Ukraine seeks to evacuate civilians from Mariupol
By Stefan J. Bos
A cleaning operation is underway between the ruins of Mariupol, which is now almost entirely occupied by the Russian military. Workers help attach a Russian flag near destroyed buildings, such as a theater where officials say hundreds of people died in a Russian attack.
Authorities claim that at least 200 civilians in this shattered Ukrainian southern city, including about 20 children, are still hiding in bunkers of a massive steel plant here.
And there are reportedly some 2,000 Ukrainian fighters in the plant, which became a symbol of resistance amid the ongoing Russian invasion of Ukraine.
Andriy Yermak, chief of staff to Ukraine's president, said almost 500 civilians were safely moved from Mariupol since the latest United Nations-led rescue operation began earlier this week.
But there is mounting concern that many more will die in the plant and perhaps elsewhere in Mariupol.
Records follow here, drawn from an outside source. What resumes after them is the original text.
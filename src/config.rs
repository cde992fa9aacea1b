use chrono::{FixedOffset, Offset, Utc};
use serde::Deserialize;

use crate::models::{MAX_REMINDER_INTERVAL_HOURS, MIN_REMINDER_INTERVAL_HOURS};
use crate::stats::Locale;

#[derive(Debug, Clone, Deserialize)]
pub struct AppConfig {
    pub server: ServerConfig,
    pub database: DatabaseConfig,
    #[serde(default)]
    pub stats: StatsConfig,
    #[serde(default)]
    pub reminder: ReminderConfig,
}

#[derive(Debug, Clone, Deserialize)]
pub struct ServerConfig {
    pub port: u16,
    pub host: String,
}

#[derive(Debug, Clone, Deserialize)]
pub struct DatabaseConfig {
    pub path: String,
    pub max_pool_size: u32,
}

#[derive(Debug, Clone, Deserialize)]
pub struct StatsConfig {
    /// Month abbreviations and week label prefix for chart buckets.
    #[serde(default)]
    pub locale: Locale,
    /// Wall-clock offset from UTC used to truncate feedings to hours, days and weeks.
    #[serde(default = "default_utc_offset_minutes")]
    pub utc_offset_minutes: i32,
}

impl Default for StatsConfig {
    fn default() -> Self {
        Self {
            locale: Locale::default(),
            utc_offset_minutes: default_utc_offset_minutes(),
        }
    }
}

fn default_utc_offset_minutes() -> i32 {
    180
}

#[derive(Debug, Clone, Deserialize)]
pub struct ReminderConfig {
    /// Interval reported for babies that never saved reminder settings.
    #[serde(default = "default_interval_hours")]
    pub default_interval_hours: u32,
}

impl Default for ReminderConfig {
    fn default() -> Self {
        Self {
            default_interval_hours: default_interval_hours(),
        }
    }
}

fn default_interval_hours() -> u32 {
    3
}

impl StatsConfig {
    /// Fixed offset for bucket truncation. Validated at load time.
    pub fn offset(&self) -> FixedOffset {
        self.utc_offset_minutes
            .checked_mul(60)
            .and_then(FixedOffset::east_opt)
            .unwrap_or_else(|| Utc.fix())
    }
}

impl AppConfig {
    pub fn load() -> anyhow::Result<Self> {
        let path = std::env::var("CONFIG_FILE").unwrap_or_else(|_| "config.toml".into());
        let s = std::fs::read_to_string(&path)?;
        Self::load_from_str(&s)
    }

    /// Parse and validate config from a string (e.g. for tests).
    pub fn load_from_str(s: &str) -> anyhow::Result<Self> {
        let config: AppConfig = toml::from_str(s)?;
        config.validate()?;
        Ok(config)
    }

    fn validate(&self) -> anyhow::Result<()> {
        anyhow::ensure!(
            self.server.port > 0,
            "server.port must be between 1 and 65535, got {}",
            self.server.port
        );
        anyhow::ensure!(
            !self.database.path.is_empty(),
            "database.path must be non-empty"
        );
        anyhow::ensure!(
            self.database.max_pool_size > 0,
            "database.max_pool_size must be > 0, got {}",
            self.database.max_pool_size
        );
        anyhow::ensure!(
            (-14 * 60..=14 * 60).contains(&self.stats.utc_offset_minutes),
            "stats.utc_offset_minutes must be within -840..=840, got {}",
            self.stats.utc_offset_minutes
        );
        anyhow::ensure!(
            (MIN_REMINDER_INTERVAL_HOURS..=MAX_REMINDER_INTERVAL_HOURS)
                .contains(&self.reminder.default_interval_hours),
            "reminder.default_interval_hours must be within {}..={}, got {}",
            MIN_REMINDER_INTERVAL_HOURS,
            MAX_REMINDER_INTERVAL_HOURS,
            self.reminder.default_interval_hours
        );
        Ok(())
    }
}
Kyiv claims tens of thousands of people were killed in relentless Russian shelling before the Russian troops moved in.
And Russian President Vladimir Putin has warned Ukraine that its fighters still holding out in the Azovstal steel plant should surrender.
Capturing the whole of Mariupol is of symbolic importance for Russia ahead of the annual May 9 Victory Day, marking the Soviet Union's victory over Nazi Germany in World War Two.
A man said: "We are helping with this humanitarian mission to restore monuments and parks in Mariupol ahead of the May 9 celebrations."
Taking over Mariupol is also seen as a face-saving effort by Russia after losing its prestigious warship Moskva, named after the Russian capital.
There have been reports that the U.S. provided intelligence that helped Ukraine sink the vessel.
However, Washington denied other reports that the United States helped Ukraine to target and kill Russian generals in a separate recent strike on a military headquarters.